__Data for analysis__.
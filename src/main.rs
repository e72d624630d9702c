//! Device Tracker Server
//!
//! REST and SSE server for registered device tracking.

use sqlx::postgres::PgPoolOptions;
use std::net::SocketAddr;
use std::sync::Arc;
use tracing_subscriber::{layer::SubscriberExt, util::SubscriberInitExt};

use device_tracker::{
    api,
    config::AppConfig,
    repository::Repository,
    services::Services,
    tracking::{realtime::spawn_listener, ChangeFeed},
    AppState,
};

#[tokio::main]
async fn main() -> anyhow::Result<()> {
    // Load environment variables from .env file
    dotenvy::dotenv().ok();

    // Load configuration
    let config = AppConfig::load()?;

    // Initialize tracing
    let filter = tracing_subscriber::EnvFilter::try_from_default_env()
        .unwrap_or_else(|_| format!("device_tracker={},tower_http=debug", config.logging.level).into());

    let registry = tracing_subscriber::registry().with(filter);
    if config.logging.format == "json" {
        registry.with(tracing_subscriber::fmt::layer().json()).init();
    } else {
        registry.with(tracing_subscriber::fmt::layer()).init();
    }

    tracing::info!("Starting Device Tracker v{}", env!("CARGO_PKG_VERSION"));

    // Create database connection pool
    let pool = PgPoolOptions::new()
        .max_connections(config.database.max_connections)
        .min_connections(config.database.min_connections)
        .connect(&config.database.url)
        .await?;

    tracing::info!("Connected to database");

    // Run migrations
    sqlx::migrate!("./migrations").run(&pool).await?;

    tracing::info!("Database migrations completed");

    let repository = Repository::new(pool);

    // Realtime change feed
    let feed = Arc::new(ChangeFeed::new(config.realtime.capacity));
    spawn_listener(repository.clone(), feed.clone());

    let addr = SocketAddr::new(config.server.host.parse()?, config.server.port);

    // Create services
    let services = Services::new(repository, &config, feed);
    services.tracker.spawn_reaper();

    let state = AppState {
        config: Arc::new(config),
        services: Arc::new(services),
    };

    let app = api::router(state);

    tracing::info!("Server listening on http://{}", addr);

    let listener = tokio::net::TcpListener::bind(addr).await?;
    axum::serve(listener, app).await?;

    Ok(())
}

* * *

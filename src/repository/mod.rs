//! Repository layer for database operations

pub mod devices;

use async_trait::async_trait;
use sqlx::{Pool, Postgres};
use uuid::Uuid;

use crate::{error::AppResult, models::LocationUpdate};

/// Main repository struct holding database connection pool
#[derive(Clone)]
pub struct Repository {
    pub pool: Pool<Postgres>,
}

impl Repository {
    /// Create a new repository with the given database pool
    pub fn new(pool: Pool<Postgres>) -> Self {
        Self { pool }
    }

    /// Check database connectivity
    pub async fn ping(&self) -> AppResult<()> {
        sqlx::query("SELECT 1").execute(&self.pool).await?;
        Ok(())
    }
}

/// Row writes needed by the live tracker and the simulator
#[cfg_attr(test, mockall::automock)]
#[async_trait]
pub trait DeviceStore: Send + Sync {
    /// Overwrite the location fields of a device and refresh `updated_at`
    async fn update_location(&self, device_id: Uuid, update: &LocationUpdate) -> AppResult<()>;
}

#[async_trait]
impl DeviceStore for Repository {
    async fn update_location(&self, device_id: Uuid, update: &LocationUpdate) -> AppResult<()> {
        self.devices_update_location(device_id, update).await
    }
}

* * *

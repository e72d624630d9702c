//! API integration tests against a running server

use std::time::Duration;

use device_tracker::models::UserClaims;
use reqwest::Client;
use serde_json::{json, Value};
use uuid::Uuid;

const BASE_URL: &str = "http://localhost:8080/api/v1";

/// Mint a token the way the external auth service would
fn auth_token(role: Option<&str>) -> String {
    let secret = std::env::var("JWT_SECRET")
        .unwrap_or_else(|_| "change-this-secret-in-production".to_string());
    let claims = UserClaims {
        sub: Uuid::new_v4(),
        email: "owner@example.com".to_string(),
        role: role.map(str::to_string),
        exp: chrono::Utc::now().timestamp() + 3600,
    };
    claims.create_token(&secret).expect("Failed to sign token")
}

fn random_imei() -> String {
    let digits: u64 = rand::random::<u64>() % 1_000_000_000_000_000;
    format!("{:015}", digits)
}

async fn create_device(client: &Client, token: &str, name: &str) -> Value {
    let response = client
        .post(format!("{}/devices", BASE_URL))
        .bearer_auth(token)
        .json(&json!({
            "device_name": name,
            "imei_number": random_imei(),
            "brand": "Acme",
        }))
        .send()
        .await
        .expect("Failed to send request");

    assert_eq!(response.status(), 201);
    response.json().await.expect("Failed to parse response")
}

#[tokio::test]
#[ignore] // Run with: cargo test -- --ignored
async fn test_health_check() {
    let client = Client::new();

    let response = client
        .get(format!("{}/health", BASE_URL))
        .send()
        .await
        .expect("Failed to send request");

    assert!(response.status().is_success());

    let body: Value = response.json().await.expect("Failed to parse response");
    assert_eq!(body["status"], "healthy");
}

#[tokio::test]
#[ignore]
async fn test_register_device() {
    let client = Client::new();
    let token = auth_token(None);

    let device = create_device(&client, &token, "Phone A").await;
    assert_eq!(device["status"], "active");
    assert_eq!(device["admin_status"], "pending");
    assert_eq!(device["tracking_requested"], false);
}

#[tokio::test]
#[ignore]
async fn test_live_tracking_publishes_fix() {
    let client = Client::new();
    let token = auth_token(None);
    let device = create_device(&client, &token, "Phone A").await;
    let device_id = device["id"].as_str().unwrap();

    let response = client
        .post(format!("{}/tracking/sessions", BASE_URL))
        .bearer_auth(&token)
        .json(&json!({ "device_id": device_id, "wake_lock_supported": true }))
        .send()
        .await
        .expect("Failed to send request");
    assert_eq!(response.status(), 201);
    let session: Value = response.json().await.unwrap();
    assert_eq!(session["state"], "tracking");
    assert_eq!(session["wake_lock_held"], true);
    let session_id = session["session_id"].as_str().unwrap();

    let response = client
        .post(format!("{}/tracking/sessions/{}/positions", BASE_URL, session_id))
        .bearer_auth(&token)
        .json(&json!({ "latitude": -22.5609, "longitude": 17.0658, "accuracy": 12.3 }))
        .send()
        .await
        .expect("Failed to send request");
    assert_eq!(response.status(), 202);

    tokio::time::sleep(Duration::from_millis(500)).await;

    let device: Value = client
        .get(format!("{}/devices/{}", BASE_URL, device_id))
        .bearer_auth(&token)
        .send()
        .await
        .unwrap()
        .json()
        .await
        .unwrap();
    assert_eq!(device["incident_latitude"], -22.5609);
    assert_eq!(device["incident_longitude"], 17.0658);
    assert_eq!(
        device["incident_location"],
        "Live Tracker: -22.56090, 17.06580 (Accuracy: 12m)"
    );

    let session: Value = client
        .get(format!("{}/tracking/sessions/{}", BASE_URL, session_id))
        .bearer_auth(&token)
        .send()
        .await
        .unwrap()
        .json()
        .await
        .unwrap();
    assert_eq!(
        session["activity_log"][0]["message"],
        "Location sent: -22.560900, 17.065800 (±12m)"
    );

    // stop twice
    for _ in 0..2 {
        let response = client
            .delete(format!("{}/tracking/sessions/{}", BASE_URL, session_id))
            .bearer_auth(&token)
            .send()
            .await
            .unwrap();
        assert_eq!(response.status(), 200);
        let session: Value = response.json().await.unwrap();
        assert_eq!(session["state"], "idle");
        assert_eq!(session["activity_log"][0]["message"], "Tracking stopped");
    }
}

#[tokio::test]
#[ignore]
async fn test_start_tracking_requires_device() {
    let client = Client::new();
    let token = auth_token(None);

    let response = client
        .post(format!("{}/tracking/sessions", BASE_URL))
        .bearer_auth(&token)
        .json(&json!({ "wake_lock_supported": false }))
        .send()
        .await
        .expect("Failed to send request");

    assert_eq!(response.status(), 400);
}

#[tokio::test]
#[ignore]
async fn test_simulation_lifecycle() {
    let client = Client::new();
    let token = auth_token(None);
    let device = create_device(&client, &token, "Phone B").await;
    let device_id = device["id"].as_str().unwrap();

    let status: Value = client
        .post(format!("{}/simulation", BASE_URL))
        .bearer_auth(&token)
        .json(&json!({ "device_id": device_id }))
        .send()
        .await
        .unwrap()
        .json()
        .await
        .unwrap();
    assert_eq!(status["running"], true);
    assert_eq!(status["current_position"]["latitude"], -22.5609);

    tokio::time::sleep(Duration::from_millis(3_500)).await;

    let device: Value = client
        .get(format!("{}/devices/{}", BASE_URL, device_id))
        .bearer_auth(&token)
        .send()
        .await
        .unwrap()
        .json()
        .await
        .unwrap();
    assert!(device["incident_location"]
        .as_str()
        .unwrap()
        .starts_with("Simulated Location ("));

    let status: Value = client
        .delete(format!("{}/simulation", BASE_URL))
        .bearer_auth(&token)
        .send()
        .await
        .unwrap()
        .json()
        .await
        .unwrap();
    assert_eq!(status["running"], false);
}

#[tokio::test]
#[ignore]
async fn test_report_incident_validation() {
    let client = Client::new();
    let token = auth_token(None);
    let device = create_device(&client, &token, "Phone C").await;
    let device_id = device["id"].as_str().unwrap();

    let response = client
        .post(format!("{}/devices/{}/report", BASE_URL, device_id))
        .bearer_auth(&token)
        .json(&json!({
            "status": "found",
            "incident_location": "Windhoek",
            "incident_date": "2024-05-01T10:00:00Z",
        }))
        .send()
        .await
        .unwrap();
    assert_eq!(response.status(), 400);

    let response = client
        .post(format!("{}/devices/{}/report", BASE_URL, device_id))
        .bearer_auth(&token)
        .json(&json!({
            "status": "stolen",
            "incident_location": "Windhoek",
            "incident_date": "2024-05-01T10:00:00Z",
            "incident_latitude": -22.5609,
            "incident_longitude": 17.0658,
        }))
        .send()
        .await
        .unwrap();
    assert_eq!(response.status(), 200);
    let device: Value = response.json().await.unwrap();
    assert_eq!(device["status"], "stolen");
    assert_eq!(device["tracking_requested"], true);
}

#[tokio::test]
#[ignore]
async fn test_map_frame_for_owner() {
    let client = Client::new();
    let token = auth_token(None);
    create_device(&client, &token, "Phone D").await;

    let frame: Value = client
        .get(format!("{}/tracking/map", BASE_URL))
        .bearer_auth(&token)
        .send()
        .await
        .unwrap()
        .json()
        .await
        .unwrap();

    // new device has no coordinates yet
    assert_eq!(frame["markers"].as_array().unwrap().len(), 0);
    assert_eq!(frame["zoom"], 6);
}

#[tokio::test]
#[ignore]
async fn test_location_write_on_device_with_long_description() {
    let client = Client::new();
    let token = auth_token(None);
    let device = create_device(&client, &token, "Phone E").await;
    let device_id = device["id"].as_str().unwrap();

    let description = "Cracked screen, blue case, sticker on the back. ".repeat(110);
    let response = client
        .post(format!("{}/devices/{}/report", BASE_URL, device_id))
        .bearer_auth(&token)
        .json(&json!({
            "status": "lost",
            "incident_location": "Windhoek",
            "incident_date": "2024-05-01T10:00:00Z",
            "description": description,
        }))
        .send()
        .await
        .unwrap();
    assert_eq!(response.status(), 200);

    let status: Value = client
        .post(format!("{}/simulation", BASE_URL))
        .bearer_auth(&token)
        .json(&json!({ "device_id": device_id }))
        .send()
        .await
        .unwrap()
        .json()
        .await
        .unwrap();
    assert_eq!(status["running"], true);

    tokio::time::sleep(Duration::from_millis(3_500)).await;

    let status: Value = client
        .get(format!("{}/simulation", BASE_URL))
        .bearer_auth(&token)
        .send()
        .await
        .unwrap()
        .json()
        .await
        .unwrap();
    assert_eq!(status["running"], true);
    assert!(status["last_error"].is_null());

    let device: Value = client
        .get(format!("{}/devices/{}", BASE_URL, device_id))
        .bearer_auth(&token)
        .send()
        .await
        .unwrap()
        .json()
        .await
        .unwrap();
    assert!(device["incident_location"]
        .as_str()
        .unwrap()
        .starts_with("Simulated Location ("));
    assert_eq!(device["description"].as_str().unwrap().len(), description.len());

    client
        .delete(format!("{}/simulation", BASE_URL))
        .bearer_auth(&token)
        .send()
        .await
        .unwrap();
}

__Exercise objective__. Reproduce only the lines above spanning from the line containing "filename src/main.rs" through the line containing "let listener = tokio::net::TcpListener::bind(addr).await?;", word for word.

__Expected answer__.
filename src/main.rs
repository e72d624630d9702c
//! Device Tracker Server
//!
//! REST and SSE server for registered device tracking.

use sqlx::postgres::PgPoolOptions;
use std::net::SocketAddr;
use std::sync::Arc;
use tracing_subscriber::{layer::SubscriberExt, util::SubscriberInitExt};

use device_tracker::{
    api,
    config::AppConfig,
    repository::Repository,
    services::Services,
    tracking::{realtime::spawn_listener, ChangeFeed},
    AppState,
};

#[tokio::main]
async fn main() -> anyhow::Result<()> {
    // Load environment variables from .env file
    dotenvy::dotenv().ok();

    // Load configuration
    let config = AppConfig::load()?;

    // Initialize tracing
    let filter = tracing_subscriber::EnvFilter::try_from_default_env()
        .unwrap_or_else(|_| format!("device_tracker={},tower_http=debug", config.logging.level).into());

    let registry = tracing_subscriber::registry().with(filter);
    if config.logging.format == "json" {
        registry.with(tracing_subscriber::fmt::layer().json()).init();
    } else {
        registry.with(tracing_subscriber::fmt::layer()).init();
    }

    tracing::info!("Starting Device Tracker v{}", env!("CARGO_PKG_VERSION"));

    // Create database connection pool
    let pool = PgPoolOptions::new()
        .max_connections(config.database.max_connections)
        .min_connections(config.database.min_connections)
        .connect(&config.database.url)
        .await?;

    tracing::info!("Connected to database");

    // Run migrations
    sqlx::migrate!("./migrations").run(&pool).await?;

    tracing::info!("Database migrations completed");

    let repository = Repository::new(pool);

    // Realtime change feed
    let feed = Arc::new(ChangeFeed::new(config.realtime.capacity));
    spawn_listener(repository.clone(), feed.clone());

    let addr = SocketAddr::new(config.server.host.parse()?, config.server.port);

    // Create services
    let services = Services::new(repository, &config, feed);
    services.tracker.spawn_reaper();

    let state = AppState {
        config: Arc::new(config),
        services: Arc::new(services),
    };

    let app = api::router(state);

    tracing::info!("Server listening on http://{}", addr);

    let listener = tokio::net::TcpListener::bind(addr).await?;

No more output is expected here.